How crazy are you for accuracy? For most applications, the value of 9.8 m/s2 is more than sufficient. If you're in a
hurry, or don't have access to a calculator, or just don't need to be that accurate; rounding g to 10 m/s2 is often
acceptable. During a multiple choice exam where calculators aren't allowed, this is often the way to go. If you need
greater accuracy, consult a comprehensive reference work to find the accepted value for your latitude and altitude.

If that's not good enough, then obtain the required instruments and measure the local value to as many significant
digits as you can. You may learn something interesting about your location. I once met a geologist whose job it was
to measure g across a portion of West Africa. When I asked him who he worked for and why he was doing this, he
basically refused to answer other than to say that one could infer the interior structure of the Earth from agravimetric
map prepared from his findings. Knowing this, one might then be able to identify structures where valuable minerals
or petroleum might be found.

Like all professions, those in the gravity measuring business (gravimetry) have their own special jargon. The SI unit
of acceleration is the meter per second squared [m/s 2]. Split that into a hundred parts and you get the centimeter per
second squared [cm/s2] also known as thegal [Gal] in honor of Galileo. (Note that the unit is written in lowercase as
a word but is capitalized as a symbol.) Split that into a thousand parts and you get a milligal [mGal]. Since earth's
gravity produces a surface acceleration of about 10 m/s2, a milligal is about 1 millionth of the value we're all used to.
Measurements with this precision can be used to study changes in the Earth's crust, sea levels, ocean currents, polar
ice, and groundwater. Push it a little bit further and it should be possible to detect changes in earth's atmosphere.
Gravity is a heavy subject that will be discussed in more detail later in this book.

gee, wally

As was discussed earlier, don't confuse the phenomena of acceleration due to gravity with the unit of the same name.
While the quantity g has a value that depends on location and is approximately 9.8 m/s2 on earth, the unit gravity has
the defined value of

g = 9.80665 m/s2

You may also have noticed they use slightly different symbols. The unit uses the roman or upright g while the
natural phenomena uses the italic or oblique g. Don't confuse g with g.

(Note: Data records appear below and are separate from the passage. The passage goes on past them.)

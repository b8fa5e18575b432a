//! 能力类型与类型标记
//!
//! 容器不做运行时反射，工厂的输入/输出类型在注册时被记录为 [`TypeToken`]，
//! 能力接口（`dyn Trait`）则用 [`CapabilityType`] 作为查找键。

use std::any::{type_name, TypeId};
use std::fmt;

/// 能力类型
///
/// 一个抽象接口（`dyn Trait`）的标识，作为工厂的产出类型和可注入字段的声明类型
#[derive(Clone, Copy, PartialEq, Eq, Hash)]
pub struct CapabilityType {
    id: TypeId,
    name: &'static str,
}

impl CapabilityType {
    /// 获取 `I` 的能力类型
    pub fn of<I: ?Sized + 'static>() -> Self {
        Self {
            id: TypeId::of::<I>(),
            name: type_name::<I>(),
        }
    }

    /// 类型ID
    pub fn id(&self) -> TypeId {
        self.id
    }

    /// 类型名称
    pub fn name(&self) -> &'static str {
        self.name
    }
}

impl fmt::Debug for CapabilityType {
    fn fmt(&self, f: &mut fmt::Formatter<'_>) -> fmt::Result {
        write!(f, "CapabilityType({})", self.name)
    }
}

impl fmt::Display for CapabilityType {
    fn fmt(&self, f: &mut fmt::Formatter<'_>) -> fmt::Result {
        f.write_str(self.name)
    }
}

/// 类型分类
#[derive(Debug, Clone, Copy, PartialEq, Eq, Hash)]
pub enum TypeKind {
    /// 能力接口（trait object）
    Capability,
    /// 具体类型
    Concrete,
    /// 失败类型（工厂的第 2 个返回值）
    Failure,
}

/// 工厂签名中的类型标记
#[derive(Clone, Copy, PartialEq, Eq, Hash)]
pub struct TypeToken {
    id: TypeId,
    name: &'static str,
    kind: TypeKind,
}

impl TypeToken {
    /// 能力接口标记
    pub fn capability<I: ?Sized + 'static>() -> Self {
        Self::with_kind::<I>(TypeKind::Capability)
    }

    /// 具体类型标记
    pub fn concrete<T: ?Sized + 'static>() -> Self {
        Self::with_kind::<T>(TypeKind::Concrete)
    }

    /// 失败类型标记
    pub fn failure<E: ?Sized + 'static>() -> Self {
        Self::with_kind::<E>(TypeKind::Failure)
    }

    /// 按类型形态分类：trait object 记为能力接口，其余记为具体类型
    pub fn classify<T: ?Sized + 'static>() -> Self {
        if is_trait_object::<T>() {
            Self::capability::<T>()
        } else {
            Self::concrete::<T>()
        }
    }

    fn with_kind<T: ?Sized + 'static>(kind: TypeKind) -> Self {
        Self {
            id: TypeId::of::<T>(),
            name: type_name::<T>(),
            kind,
        }
    }

    /// 类型ID
    pub fn id(&self) -> TypeId {
        self.id
    }

    /// 类型名称
    pub fn name(&self) -> &'static str {
        self.name
    }

    /// 类型分类
    pub fn kind(&self) -> TypeKind {
        self.kind
    }

    /// 转换为能力类型（仅能力接口标记有值）
    pub fn as_capability(&self) -> Option<CapabilityType> {
        match self.kind {
            TypeKind::Capability => Some(CapabilityType {
                id: self.id,
                name: self.name,
            }),
            _ => None,
        }
    }
}

impl fmt::Debug for TypeToken {
    fn fmt(&self, f: &mut fmt::Formatter<'_>) -> fmt::Result {
        write!(f, "{:?}({})", self.kind, self.name)
    }
}

/// 判断 `T` 是否为 trait object
///
/// trait object 的指针带有 vtable 元数据，且类型名以 `dyn ` 开头；切片和 `str` 不算
pub fn is_trait_object<T: ?Sized + 'static>() -> bool {
    std::mem::size_of::<*const T>() == 2 * std::mem::size_of::<usize>()
        && type_name::<T>().starts_with("dyn ")
}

The unit g is often used to measure the acceleration of a reference frame. "Say what?" This is technical language that
will be elaborated upon later in another section of this book, but I will explain it with examples for now. As I write
this, I'm sitting in front of my computer in my home office. Gravity is drawing my body down into my office chair,
my arms toward the desk, and my fingers toward the keyboard. This is the normal 1 g (one gee) world we're all
accustomed to. I could take a laptop computer with me to an amusement park, get on a roller coaster, and try to get
some writing done there. Gravity works on a roller coaster just as it does at home, but since the roller coaster is
accelerating up and down (not to mention side to side) the sensation of normal earth gravity is lost. There will be
times when I feel heavier than normal and times when I fell lighter than normal. These correspond to periods of
more than one g and less than one g. I could also take my laptop with me on a trip to outer space. After a brief period
of 2 or 3 g (two or three gees) accelerating away from the surface of the Earth, most space journeys are spent in
conditions of apparent weightlessness or 0 g (zero gee). This happens not because gravity stops working (gravity has

infinite range and is never repulsive), but because a spacecraft is an accelerating reference frame. As I said earlier,
this concept will be discussed more thoroughly in a later section of this book.